I haven’t read through the report in detail but what’s interesting is that they have applied the eight principles to current policies in Canada.  The results?  They concluded that BC’s current carbon tax system is the best policy in Canada; you can read the scorecard of policies in Canada here.  Well we know there are a lot more work to do to get the carbon system right and operational (tax plus cap and trade), but it’s encouraging to see that BC is ahead in the game!
This is an article on Globe and Mail which includes interviews with Stephanie Cairns, director of carbon pricing for Sustainable Prosperity.  Although the current report did not rate BC NDP party’s cap-and-trade system, she commented that:

“There’s very little detail in what they released… [but] our score card would rate this as the weakest policy in Canada.”
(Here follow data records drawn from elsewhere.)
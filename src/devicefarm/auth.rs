//! AWS Authentication
//!
//! Resolves credentials from the environment and signs Device Farm requests
//! with AWS Signature Version 4.

use anyhow::{Context, Result};
use chrono::{DateTime, Utc};
use hmac::{Hmac, Mac};
use sha2::{Digest, Sha256};
use std::fmt;

/// Signing algorithm identifier
const ALGORITHM: &str = "AWS4-HMAC-SHA256";

/// Service name used in the credential scope
pub const SERVICE_NAME: &str = "devicefarm";

type HmacSha256 = Hmac<Sha256>;

/// AWS credentials
#[derive(Clone)]
pub struct AwsCredentials {
    pub access_key_id: String,
    secret_access_key: String,
    pub session_token: Option<String>,
}

// Keep the secret out of logs
impl fmt::Debug for AwsCredentials {
    fn fmt(&self, f: &mut fmt::Formatter<'_>) -> fmt::Result {
        f.debug_struct("AwsCredentials")
            .field("access_key_id", &self.access_key_id)
            .field("secret_access_key", &"***")
            .field("session_token", &self.session_token.as_ref().map(|_| "***"))
            .finish()
    }
}

impl AwsCredentials {
    pub fn new(access_key_id: &str, secret_access_key: &str, session_token: Option<&str>) -> Self {
        Self {
            access_key_id: access_key_id.to_string(),
            secret_access_key: secret_access_key.to_string(),
            session_token: session_token.map(str::to_string),
        }
    }

    /// Load credentials from the standard AWS environment variables
    pub fn from_env() -> Result<Self> {
        let access_key_id = std::env::var("AWS_ACCESS_KEY_ID")
            .context("AWS_ACCESS_KEY_ID is not set")?;
        let secret_access_key = std::env::var("AWS_SECRET_ACCESS_KEY")
            .context("AWS_SECRET_ACCESS_KEY is not set")?;
        let session_token = std::env::var("AWS_SESSION_TOKEN")
            .ok()
            .filter(|t| !t.is_empty());

        Ok(Self {
            access_key_id,
            secret_access_key,
            session_token,
        })
    }
}

/// Headers to attach to a signed request
#[derive(Debug, Clone, PartialEq, Eq)]
pub struct SignedHeaders {
    pub authorization: String,
    pub amz_date: String,
    pub security_token: Option<String>,
}

/// A request to sign. Only the parts covered by the signature are needed.
pub struct SigningRequest<'a> {
    pub host: &'a str,
    pub content_type: &'a str,
    pub target: &'a str,
    pub body: &'a [u8],
}

/// Sign a POST to `/` for the given region
pub fn sign_request(
    credentials: &AwsCredentials,
    region: &str,
    request: &SigningRequest<'_>,
    now: DateTime<Utc>,
) -> Result<SignedHeaders> {
    let amz_date = now.format("%Y%m%dT%H%M%SZ").to_string();
    let date = now.format("%Y%m%d").to_string();

    let mut headers: Vec<(&str, &str)> = vec![
        ("content-type", request.content_type),
        ("host", request.host),
        ("x-amz-date", amz_date.as_str()),
        ("x-amz-target", request.target),
    ];
    if let Some(token) = credentials.session_token.as_deref() {
        headers.push(("x-amz-security-token", token));
    }
    headers.sort_by(|a, b| a.0.cmp(b.0));

    let canonical_headers: String = headers
        .iter()
        .map(|(name, value)| format!("{}:{}\n", name, value.trim()))
        .collect();
    let signed_headers = headers
        .iter()
        .map(|(name, _)| *name)
        .collect::<Vec<_>>()
        .join(";");

    let canonical_request = format!(
        "POST\n/\n\n{}\n{}\n{}",
        canonical_headers,
        signed_headers,
        sha256_hex(request.body)
    );

    let scope = format!("{}/{}/{}/aws4_request", date, region, SERVICE_NAME);
    let string_to_sign = format!(
        "{}\n{}\n{}\n{}",
        ALGORITHM,
        amz_date,
        scope,
        sha256_hex(canonical_request.as_bytes())
    );

    let k_date = hmac_sha256(
        format!("AWS4{}", credentials.secret_access_key).as_bytes(),
        date.as_bytes(),
    )?;
    let k_region = hmac_sha256(&k_date, region.as_bytes())?;
    let k_service = hmac_sha256(&k_region, SERVICE_NAME.as_bytes())?;
    let k_signing = hmac_sha256(&k_service, b"aws4_request")?;
    let signature = hex::encode(hmac_sha256(&k_signing, string_to_sign.as_bytes())?);

    Ok(SignedHeaders {
        authorization: format!(
            "{} Credential={}/{}, SignedHeaders={}, Signature={}",
            ALGORITHM, credentials.access_key_id, scope, signed_headers, signature
        ),
        amz_date,
        security_token: credentials.session_token.clone(),
    })
}

fn sha256_hex(data: &[u8]) -> String {
    hex::encode(Sha256::digest(data))
}

fn hmac_sha256(key: &[u8], message: &[u8]) -> Result<[u8; 32]> {
    let mut mac = HmacSha256::new_from_slice(key)
        .map_err(|e| anyhow::anyhow!("Invalid signing key: {}", e))?;
    mac.update(message);

    let mut out = [0u8; 32];
    out.copy_from_slice(&mac.finalize().into_bytes());
    Ok(out)
}

#[cfg(test)]
mod tests {
    use super::*;
    use chrono::TimeZone;

    fn request(body: &[u8]) -> SigningRequest<'_> {
        SigningRequest {
            host: "devicefarm.us-west-2.amazonaws.com",
            content_type: "application/x-amz-json-1.1",
            target: "DeviceFarm_20150623.CreateProject",
            body,
        }
    }

    #[test]
    fn test_hmac_rfc4231_case_2() {
        let mac = hmac_sha256(b"Jefe", b"what do ya want for nothing?").unwrap();
        assert_eq!(
            hex::encode(mac),
            "5bdcc146bf60754e6a042426089575c75a003f089d2739839dec58b964ec3843"
        );
    }

    #[test]
    fn test_empty_payload_hash() {
        assert_eq!(
            sha256_hex(b""),
            "e3b0c44298fc1c149afbf4c8996fb92427ae41e4649b934ca495991b7852b855"
        );
    }

    #[test]
    fn test_signature_shape() {
        let creds = AwsCredentials::new("AKIDEXAMPLE", "secret", None);
        let now = Utc.with_ymd_and_hms(2024, 3, 1, 12, 30, 0).unwrap();
        let signed = sign_request(&creds, "us-west-2", &request(b"{}"), now).unwrap();

        assert_eq!(signed.amz_date, "20240301T123000Z");
        assert!(signed.authorization.starts_with(
            "AWS4-HMAC-SHA256 Credential=AKIDEXAMPLE/20240301/us-west-2/devicefarm/aws4_request, \
             SignedHeaders=content-type;host;x-amz-date;x-amz-target, Signature="
        ));
        let signature = signed.authorization.rsplit('=').next().unwrap();
        assert_eq!(signature.len(), 64);
        assert!(signed.security_token.is_none());
    }

    #[test]
    fn test_signature_is_deterministic_and_body_sensitive() {
        let creds = AwsCredentials::new("AKIDEXAMPLE", "secret", None);
        let now = Utc.with_ymd_and_hms(2024, 3, 1, 12, 30, 0).unwrap();
        let a = sign_request(&creds, "us-west-2", &request(b"{\"name\":\"a\"}"), now).unwrap();
        let b = sign_request(&creds, "us-west-2", &request(b"{\"name\":\"a\"}"), now).unwrap();
        let c = sign_request(&creds, "us-west-2", &request(b"{\"name\":\"b\"}"), now).unwrap();
        assert_eq!(a, b);
        assert_ne!(a.authorization, c.authorization);
    }

    #[test]
    fn test_session_token_is_signed() {
        let creds = AwsCredentials::new("AKIDEXAMPLE", "secret", Some("token"));
        let now = Utc.with_ymd_and_hms(2024, 3, 1, 12, 30, 0).unwrap();
        let signed = sign_request(&creds, "us-west-2", &request(b"{}"), now).unwrap();
        assert!(signed
            .authorization
            .contains("SignedHeaders=content-type;host;x-amz-date;x-amz-security-token;x-amz-target"));
        assert_eq!(signed.security_token.as_deref(), Some("token"));
    }

    #[test]
    fn test_signature_matches_reference() {
        let now = Utc.with_ymd_and_hms(2024, 3, 1, 12, 30, 0).unwrap();
        let body = br#"{"name":"my-project"}"#;

        let creds = AwsCredentials::new("AKIDEXAMPLE", "secret", None);
        let signed = sign_request(&creds, "us-west-2", &request(body), now).unwrap();
        assert_eq!(
            signed.authorization,
            "AWS4-HMAC-SHA256 Credential=AKIDEXAMPLE/20240301/us-west-2/devicefarm/aws4_request, \
             SignedHeaders=content-type;host;x-amz-date;x-amz-target, \
             Signature=bd2c2deda963776692779721fda5c5ae674bcf6eb1590d3fa0a22d1c37ef6d87"
        );

        let creds = AwsCredentials::new("AKIDEXAMPLE", "secret", Some("token"));
        let signed = sign_request(&creds, "us-west-2", &request(body), now).unwrap();
        assert!(signed.authorization.ends_with(
            "Signature=98a5b352460c74fdc4e80623446313c3bd07831a1ffa59c155e57a17acdeba59"
        ));
    }

    #[test]
    fn test_debug_hides_secret() {
        let creds = AwsCredentials::new("AKIDEXAMPLE", "super-secret", Some("tok"));
        let rendered = format!("{:?}", creds);
        assert!(!rendered.contains("super-secret"));
        assert!(!rendered.contains("tok\""));
    }
}
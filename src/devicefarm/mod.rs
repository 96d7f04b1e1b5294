//! Device Farm API interaction module
//!
//! This module provides the core functionality for talking to the AWS Device
//! Farm management API: the operation surface, request signing, the HTTP
//! client and paginated device pool scans.
//!
//! # Module Structure
//!
//! - [`api`] - `DeviceFarmApi` trait and request/response types
//! - [`auth`] - AWS credentials and Signature V4 signing
//! - [`client`] - HTTP-backed `DeviceFarmApi` implementation
//! - [`http`] - HTTP utilities for the JSON 1.1 protocol
//! - [`pools`] - Device pool listing and lookup
//!
//! # Example
//!
//! ```ignore
//! use crate::devicefarm::{client::DeviceFarmClient, pools};
//!
//! async fn example(config: &Config) -> anyhow::Result<()> {
//!     let client = DeviceFarmClient::new(config)?;
//!     let top = pools::find_top_devices_pool_arn(&client, "arn:aws:devicefarm:...").await?;
//!     Ok(())
//! }
//! ```

pub mod api;
pub mod auth;
pub mod client;
pub mod http;
pub mod pools;
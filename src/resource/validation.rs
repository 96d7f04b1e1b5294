//! Property validation
//!
//! Each resource type declares which properties are mandatory and which are
//! known. Mandatory checks apply to Create and Update; unknown keys are
//! rejected for every request type.

use super::error::ValidationError;
use super::event::{RequestType, ResourceProperties};
use crate::devicefarm::api::DevicePoolRule;
use serde_json::Value;

/// Property rules for one resource type
#[derive(Debug)]
pub struct PropertySchema {
    pub resource_type: &'static str,
    /// Checked in this order; the first missing one is reported
    pub mandatory: &'static [&'static str],
    pub known: &'static [&'static str],
}

impl PropertySchema {
    pub fn validate(
        &self,
        request_type: &RequestType,
        properties: &ResourceProperties,
    ) -> Result<(), ValidationError> {
        if matches!(request_type, RequestType::Create | RequestType::Update) {
            for name in self.mandatory {
                if properties.get(*name).map_or(true, is_empty_value) {
                    return Err(ValidationError::MissingProperty(*name));
                }
            }
        }

        let mut unknown: Vec<String> = properties
            .keys()
            .filter(|key| !self.known.contains(&key.as_str()))
            .cloned()
            .collect();
        if !unknown.is_empty() {
            unknown.sort();
            return Err(ValidationError::UnknownProperties(unknown));
        }

        Ok(())
    }
}

/// Null, empty strings and empty collections count as "not set"
fn is_empty_value(value: &Value) -> bool {
    match value {
        Value::Null => true,
        Value::String(s) => s.is_empty(),
        Value::Array(a) => a.is_empty(),
        Value::Object(o) => o.is_empty(),
        Value::Bool(_) | Value::Number(_) => false,
    }
}

fn invalid(name: &'static str, reason: impl Into<String>) -> ValidationError {
    ValidationError::InvalidProperty {
        name,
        reason: reason.into(),
    }
}

/// Optional string property; null counts as absent
pub fn optional_string(
    properties: &ResourceProperties,
    name: &'static str,
) -> Result<Option<String>, ValidationError> {
    match properties.get(name) {
        None | Some(Value::Null) => Ok(None),
        Some(Value::String(s)) => Ok(Some(s.clone())),
        Some(other) => Err(invalid(name, format!("expected a string, got {}", other))),
    }
}

/// Mandatory string property
pub fn required_string(
    properties: &ResourceProperties,
    name: &'static str,
) -> Result<String, ValidationError> {
    match optional_string(properties, name)? {
        Some(s) if !s.is_empty() => Ok(s),
        _ => Err(ValidationError::MissingProperty(name)),
    }
}

/// Optional positive count. The framework passes scalars as strings, so
/// `"5"` and `5` are both accepted.
pub fn optional_count(
    properties: &ResourceProperties,
    name: &'static str,
) -> Result<Option<u32>, ValidationError> {
    let parsed = match properties.get(name) {
        None | Some(Value::Null) => return Ok(None),
        Some(Value::Number(n)) => n.as_u64(),
        Some(Value::String(s)) => s.trim().parse::<u64>().ok(),
        Some(_) => None,
    };

    match parsed.and_then(|n| u32::try_from(n).ok()) {
        Some(n) if n > 0 => Ok(Some(n)),
        _ => Err(invalid(name, "expected a positive integer")),
    }
}

/// Mandatory list of device pool rules
pub fn required_rules(
    properties: &ResourceProperties,
    name: &'static str,
) -> Result<Vec<DevicePoolRule>, ValidationError> {
    let value = properties
        .get(name)
        .filter(|v| !is_empty_value(v))
        .ok_or(ValidationError::MissingProperty(name))?;

    serde_json::from_value(value.clone()).map_err(|e| invalid(name, e.to_string()))
}
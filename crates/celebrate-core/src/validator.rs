//! Per-segment validators.
//!
//! A [`Step`] is one entry of the pipeline. Every segment but the body is
//! validated by a plain [`SegmentValidator`]; the body goes through a
//! [`BodyGuard`] that skips bodyless methods.

use crate::engine::{BoxFuture, CompiledSchema};
use crate::error::SegmentFailure;
use crate::options::ValidationOptions;
use crate::request::SegmentedRequest;
use crate::segment::Segment;
use serde_json::Value;
use std::sync::Arc;

/// Outcome of one step: the normalized value, if any, or the segment failure.
pub type StepOutcome = Result<Option<Value>, SegmentFailure>;

/// Validates one segment against its compiled schema.
#[derive(Clone)]
pub struct SegmentValidator {
    segment: Segment,
    schema: Arc<dyn CompiledSchema>,
}

impl SegmentValidator {
    /// Creates a validator for `segment`.
    #[must_use]
    pub fn new(segment: Segment, schema: Arc<dyn CompiledSchema>) -> Self {
        Self { segment, schema }
    }

    /// Returns the validated segment.
    #[must_use]
    pub fn segment(&self) -> Segment {
        self.segment
    }

    /// Validates `value`, tagging an engine failure with the segment.
    pub fn validate<'a>(
        &'a self,
        value: Value,
        options: &'a ValidationOptions,
    ) -> BoxFuture<'a, StepOutcome> {
        Box::pin(async move {
            self.schema
                .validate(&value, options)
                .await
                .map_err(|error| SegmentFailure::new(self.segment, error))
        })
    }
}

impl std::fmt::Debug for SegmentValidator {
    fn fmt(&self, f: &mut std::fmt::Formatter<'_>) -> std::fmt::Result {
        f.debug_struct("SegmentValidator")
            .field("segment", &self.segment)
            .finish_non_exhaustive()
    }
}

/// Body validator that ignores bodyless methods.
///
/// `GET` and `HEAD` requests (any casing) resolve with no value and no
/// failure, without reading the body or calling the engine.
#[derive(Debug, Clone)]
pub struct BodyGuard {
    inner: SegmentValidator,
}

impl BodyGuard {
    /// Wraps the body validator.
    #[must_use]
    pub fn new(schema: Arc<dyn CompiledSchema>) -> Self {
        Self {
            inner: SegmentValidator::new(Segment::Body, schema),
        }
    }

    /// Returns true for methods that carry no body.
    ///
    /// ```
    /// use celebrate_core::BodyGuard;
    ///
    /// assert!(BodyGuard::is_bodyless("get"));
    /// assert!(BodyGuard::is_bodyless("HEAD"));
    /// assert!(!BodyGuard::is_bodyless("POST"));
    /// ```
    #[must_use]
    pub fn is_bodyless(method: &str) -> bool {
        method.eq_ignore_ascii_case("GET") || method.eq_ignore_ascii_case("HEAD")
    }

    /// Validates the body, reading it only when the method can carry one.
    pub fn validate<'a, F>(
        &'a self,
        method: &str,
        read_body: F,
        options: &'a ValidationOptions,
    ) -> BoxFuture<'a, StepOutcome>
    where
        F: FnOnce() -> Value,
    {
        if Self::is_bodyless(method) {
            tracing::trace!(method, "skipping body validation for bodyless method");
            return Box::pin(async { Ok(None) });
        }
        self.inner.validate(read_body(), options)
    }
}

/// One pipeline step.
#[derive(Debug, Clone)]
pub enum Step {
    /// Any segment except the body.
    Segment(SegmentValidator),
    /// The body, guarded against bodyless methods.
    Body(BodyGuard),
}

impl Step {
    /// Creates the step for `segment`.
    #[must_use]
    pub fn new(segment: Segment, schema: Arc<dyn CompiledSchema>) -> Self {
        match segment {
            Segment::Body => Self::Body(BodyGuard::new(schema)),
            Segment::Headers
            | Segment::Params
            | Segment::Query
            | Segment::Cookies
            | Segment::SignedCookies => Self::Segment(SegmentValidator::new(segment, schema)),
        }
    }

    /// Returns the validated segment.
    #[must_use]
    pub fn segment(&self) -> Segment {
        match self {
            Self::Segment(validator) => validator.segment(),
            Self::Body(_) => Segment::Body,
        }
    }

    /// Runs the step against `request`.
    ///
    /// The segment value is read before the returned future is created, so
    /// the future does not borrow the request.
    pub fn run<'a, R>(&'a self, request: &R, options: &'a ValidationOptions) -> BoxFuture<'a, StepOutcome>
    where
        R: SegmentedRequest + ?Sized,
    {
        match self {
            Self::Segment(validator) => validator.validate(request.segment(validator.segment()), options),
            Self::Body(guard) => guard.validate(request.method(), || request.segment(Segment::Body), options),
        }
    }
}
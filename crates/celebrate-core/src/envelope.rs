//! Wire-level error envelope.
//!
//! The envelope sent to clients for a failed validation:
//!
//! ```json
//! {
//!   "statusCode": 400,
//!   "error": "Bad Request",
//!   "message": "celebrate request validation failed",
//!   "validation": {
//!     "headers": {
//!       "source": "headers",
//!       "keys": ["accept"],
//!       "message": "\"accept\" does not match /xml/"
//!     }
//!   }
//! }
//! ```

use crate::error::ValidationError;
use crate::options::ErrorsOptions;
use crate::segment::Segment;
use indexmap::IndexMap;
use serde::{Deserialize, Serialize};

/// Reason phrase used for status codes without a canonical one.
pub const UNKNOWN_REASON: &str = "Unknown Error";

/// The failure of one segment, as reported to clients.
#[derive(Debug, Clone, PartialEq, Eq, Serialize, Deserialize)]
pub struct SegmentReport {
    /// The failed segment.
    pub source: Segment,
    /// Paths of the offending values, dotted and HTML-escaped.
    pub keys: Vec<String>,
    /// The engine message for the segment.
    pub message: String,
}

/// The JSON body of a validation error response.
#[derive(Debug, Clone, PartialEq, Eq, Serialize, Deserialize)]
#[serde(rename_all = "camelCase")]
pub struct ErrorEnvelope {
    /// HTTP status code.
    pub status_code: u16,
    /// Reason phrase of the status code.
    pub error: String,
    /// The responder's message override, or the error's own message.
    pub message: String,
    /// One report per failed segment, in pipeline order.
    pub validation: IndexMap<Segment, SegmentReport>,
}

impl ErrorEnvelope {
    /// Builds the envelope of `error` under the responder `options`.
    ///
    /// # Example
    ///
    /// ```
    /// use celebrate_core::{EngineError, ErrorEnvelope, ErrorsOptions, Segment, ValidationError, Violation};
    ///
    /// let mut err = ValidationError::new();
    /// err.add(
    ///     Segment::Query,
    ///     EngineError::from_violations(vec![Violation::new(
    ///         vec!["page".into()],
    ///         "\"page\" must be a number",
    ///         "type",
    ///     )]),
    /// );
    ///
    /// let envelope = ErrorEnvelope::build(&err, &ErrorsOptions::default());
    /// assert_eq!(envelope.status_code, 400);
    /// assert_eq!(envelope.error, "Bad Request");
    /// assert_eq!(envelope.validation[&Segment::Query].keys, vec!["page"]);
    /// ```
    #[must_use]
    pub fn build(error: &ValidationError, options: &ErrorsOptions) -> Self {
        let validation = error
            .details()
            .iter()
            .map(|(segment, engine_error)| {
                let keys = engine_error
                    .violations()
                    .iter()
                    .map(|violation| html_escape(&violation.dotted_path()))
                    .collect();
                let report = SegmentReport {
                    source: *segment,
                    keys,
                    message: engine_error.message.clone(),
                };
                (*segment, report)
            })
            .collect();

        Self {
            status_code: options.status_code,
            error: reason_phrase(options.status_code).to_string(),
            message: options
                .message
                .clone()
                .unwrap_or_else(|| error.message().to_string()),
            validation,
        }
    }

    /// Serializes the envelope.
    #[must_use]
    pub fn to_json(&self) -> serde_json::Value {
        // Every field serializes infallibly.
        serde_json::to_value(self).unwrap_or(serde_json::Value::Null)
    }
}

/// Returns the canonical reason phrase of a status code.
///
/// ```
/// use celebrate_core::envelope::reason_phrase;
///
/// assert_eq!(reason_phrase(422), "Unprocessable Entity");
/// assert_eq!(reason_phrase(599), "Unknown Error");
/// ```
#[must_use]
pub fn reason_phrase(status: u16) -> &'static str {
    http::StatusCode::from_u16(status)
        .ok()
        .and_then(|status| status.canonical_reason())
        .unwrap_or(UNKNOWN_REASON)
}

/// Escapes the characters that are significant in HTML.
#[must_use]
pub fn html_escape(s: &str) -> String {
    s.replace('&', "&amp;")
        .replace('<', "&lt;")
        .replace('>', "&gt;")
        .replace('"', "&quot;")
        .replace('\'', "&#39;")
}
Ms. Cairns said the NDP plan, to axe the Liberal carbon tax and replace it with a cap-and-trade system, would apply to only about 32 per cent of emissions in the province.

She said a cap-and-trade system, without a tax, could be effective, but it would have to apply far more widely than the NDP has proposed.

“They need to address the other 68 per cent of emissions,” Ms. Cairns said.

And she said the NDP plan, to get rid of the tax and then develop the details of the cap-and-trade policy later, would be destabilizing to business.

I will report again after reading the eight principles in detail and share some thoughts.  If you have read it, what are your thoughts??